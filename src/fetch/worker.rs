use crate::error::NavError;
use std::sync::mpsc::{channel, Receiver, Sender};
use std::thread;

use super::client::{build_client, fetch_fragment};

/// One fragment request. `seq` is the navigation sequence number the
/// controller uses to discard stale results.
pub struct FetchCommand {
    pub seq: u64,
    pub view_id: String,
    pub url: String,
}

pub struct FetchResult {
    pub seq: u64,
    pub view_id: String,
    pub url: String,
    pub outcome: Result<String, NavError>,
}

pub fn spawn_worker(
    ctx: eframe::egui::Context,
    timeout_secs: u64,
) -> (Sender<FetchCommand>, Receiver<FetchResult>) {
    let (cmd_tx, cmd_rx) = channel::<FetchCommand>();
    let (res_tx, res_rx) = channel::<FetchResult>();

    thread::spawn(move || {
        let client = build_client(timeout_secs);
        while let Ok(cmd) = cmd_rx.recv() {
            let outcome = match &client {
                Ok(client) => fetch_fragment(client, &cmd.url),
                Err(e) => Err(NavError::Transport(e.to_string())),
            };
            let _ = res_tx.send(FetchResult {
                seq: cmd.seq,
                view_id: cmd.view_id,
                url: cmd.url,
                outcome,
            });
            ctx.request_repaint();
        }
    });

    (cmd_tx, res_rx)
}
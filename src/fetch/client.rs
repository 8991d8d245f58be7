// Fragment fetching over HTTP - one GET per navigation, no retries,
// no caching

use crate::error::NavError;
use std::time::Duration;

pub fn build_client(timeout_secs: u64) -> Result<reqwest::blocking::Client, NavError> {
    reqwest::blocking::Client::builder()
        .timeout(Duration::from_secs(timeout_secs))
        .build()
        .map_err(NavError::transport)
}

/// Fetch raw fragment markup. Non-success status codes are surfaced with
/// the failing URL so the error placeholder can name the resource.
pub fn fetch_fragment(client: &reqwest::blocking::Client, url: &str) -> Result<String, NavError> {
    let response = client.get(url).send().map_err(NavError::transport)?;
    let status = response.status();
    if !status.is_success() {
        return Err(NavError::Status {
            status: status.as_u16(),
            url: url.to_string(),
        });
    }
    response.text().map_err(NavError::transport)
}

#[cfg(test)]
mod tests {
    use super::*;

    #[test]
    fn test_status_error_names_the_resource() {
        let err = NavError::Status {
            status: 404,
            url: "https://example.com/views/blog.html".to_string(),
        };
        let message = err.to_string();
        assert!(message.contains("404"));
        assert!(message.contains("views/blog.html"));
    }

    #[test]
    fn test_client_builds_with_timeout() {
        assert!(build_client(30).is_ok());
    }
}
// Modular fragment renderer for the content region
//
// Fetched markup is presented through the first FragmentHandler that claims
// it. The markup itself is stored verbatim in the region state; handlers
// only decide how it looks on screen.

mod handler;
mod handlers;
mod registry;

pub use handler::{FragmentContext, FragmentHandler};
pub use handlers::*;
pub use registry::FragmentRegistry;

use std::sync::Arc;

/// Registry with the standard handlers: markdown, html, plain text.
pub fn create_default_registry() -> FragmentRegistry {
    let mut registry = FragmentRegistry::new();
    registry.register(Arc::new(MarkdownFragmentHandler::new()));
    registry.register(Arc::new(HtmlFragmentHandler::new()));
    registry.register(Arc::new(TextFragmentHandler::new()));
    registry
}
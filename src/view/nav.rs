// Top bar and nav links - back/forward, location bar, active-state
// highlighting and the collapsed menu for narrow windows

use crate::app::{Mirador, Record};
use crate::style;
use eframe::egui;

impl Mirador {
    /// Nav links collapse behind the menu toggle below this window width.
    fn nav_collapsed(&self, ctx: &egui::Context) -> bool {
        let width = ctx.input(|i| {
            i.viewport()
                .inner_rect
                .map(|r| r.width())
                .unwrap_or(800.0)
        });
        width < self.config.ui.nav_collapse_width
    }

    fn nav_links(&self) -> Vec<(String, String, bool)> {
        match &self.site {
            Some(site) => site
                .nav_entries()
                .map(|v| (v.id.clone(), v.label().to_string(), self.is_link_active(&v.id)))
                .collect(),
            None => Vec::new(),
        }
    }

    pub(crate) fn render_top_bar(&mut self, ctx: &egui::Context) {
        let collapsed = self.nav_collapsed(ctx);
        let links = self.nav_links();
        let mut clicked: Option<String> = None;
        let mut open_location = false;

        egui::TopBottomPanel::top("top_bar").show(ctx, |ui| {
            ui.add_space(style::TOP_BAR_SPACING);
            ui.horizontal(|ui| {
                let back = ui.add_enabled(
                    self.history.can_go_back(),
                    egui::Button::new("⬅"),
                );
                let forward = ui.add_enabled(
                    self.history.can_go_forward(),
                    egui::Button::new("➡"),
                );
                if back.on_hover_text("Atrás").clicked() {
                    self.go_back();
                }
                if forward.on_hover_text("Adelante").clicked() {
                    self.go_forward();
                }

                let title = self
                    .site
                    .as_ref()
                    .map(|s| s.title.clone())
                    .unwrap_or_else(|| "mirador".to_string());
                ui.label(egui::RichText::new(title).strong());

                let reserved = if collapsed {
                    style::LOCATION_BAR_RESERVED / 2.0
                } else {
                    style::LOCATION_BAR_RESERVED
                };
                let response = ui.add_sized(
                    ui.available_size() - egui::vec2(reserved, 0.0),
                    egui::TextEdit::singleline(&mut self.location_bar),
                );
                if response.lost_focus() && ctx.input(|i| i.key_pressed(egui::Key::Enter)) {
                    open_location = true;
                }

                ui.with_layout(egui::Layout::right_to_left(egui::Align::Center), |ui| {
                    if collapsed {
                        if ui.button("☰").on_hover_text("Menú").clicked() {
                            self.nav_menu_open = !self.nav_menu_open;
                        }
                    }
                });
            });

            if !collapsed {
                ui.add_space(style::TOP_BAR_SPACING);
                ui.horizontal(|ui| {
                    ui.spacing_mut().item_spacing.x = style::NAV_LINK_SPACING;
                    for (id, label, active) in &links {
                        if nav_link(ui, label, *active, self.theme.accent()).clicked() {
                            clicked = Some(id.clone());
                        }
                    }
                });
            }
            ui.add_space(style::TOP_BAR_SPACING);
        });

        if open_location {
            self.open_location();
        }
        if let Some(view_id) = clicked {
            self.navigate(&view_id, Record::Push);
        }
    }

    /// Collapsed nav links, shown while the menu toggle is open.
    pub(crate) fn render_nav_menu(&mut self, ctx: &egui::Context) {
        if !self.nav_menu_open || !self.nav_collapsed(ctx) {
            return;
        }
        let links = self.nav_links();
        let mut clicked: Option<String> = None;

        egui::TopBottomPanel::top("nav_menu").show(ctx, |ui| {
            ui.add_space(style::TOP_BAR_SPACING);
            for (id, label, active) in &links {
                if nav_link(ui, label, *active, self.theme.accent()).clicked() {
                    clicked = Some(id.clone());
                }
            }
            ui.add_space(style::TOP_BAR_SPACING);
        });

        if let Some(view_id) = clicked {
            self.navigate(&view_id, Record::Push);
        }
    }

    pub(crate) fn render_status_bar(&mut self, ctx: &egui::Context) {
        egui::TopBottomPanel::bottom("status_bar").show(ctx, |ui| {
            ui.horizontal(|ui| {
                use crate::state::RegionPhase;
                match &self.region.phase {
                    RegionPhase::Idle => {
                        ui.weak("listo");
                    }
                    RegionPhase::Loading { view_id } => {
                        ui.spinner();
                        ui.label(format!("Cargando '{}'...", view_id));
                    }
                    RegionPhase::Displayed {
                        view_id,
                        bytes,
                        loaded_at,
                        ..
                    } => {
                        ui.label(format!(
                            "{} · {} · {}",
                            view_id,
                            bytesize::ByteSize(*bytes),
                            loaded_at.format("%H:%M:%S")
                        ));
                    }
                    RegionPhase::Failed { .. } => {
                        ui.colored_label(self.theme.error(), "error de carga");
                    }
                }
                if let Some(err) = &self.manifest_error {
                    ui.colored_label(self.theme.error(), format!(" | {}", err));
                }
            });
        });
    }
}

fn nav_link(
    ui: &mut egui::Ui,
    label: &str,
    active: bool,
    accent: egui::Color32,
) -> egui::Response {
    let text = if active {
        egui::RichText::new(label).color(accent).underline()
    } else {
        egui::RichText::new(label)
    };
    ui.add(egui::Label::new(text).sense(egui::Sense::click()))
}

-=-=-=-=-

• [HOW TO COMPLETE THIS TASK]
State how many lines of the records above contain "while", with no words besides the number.

• [TASK OUTPUT]
2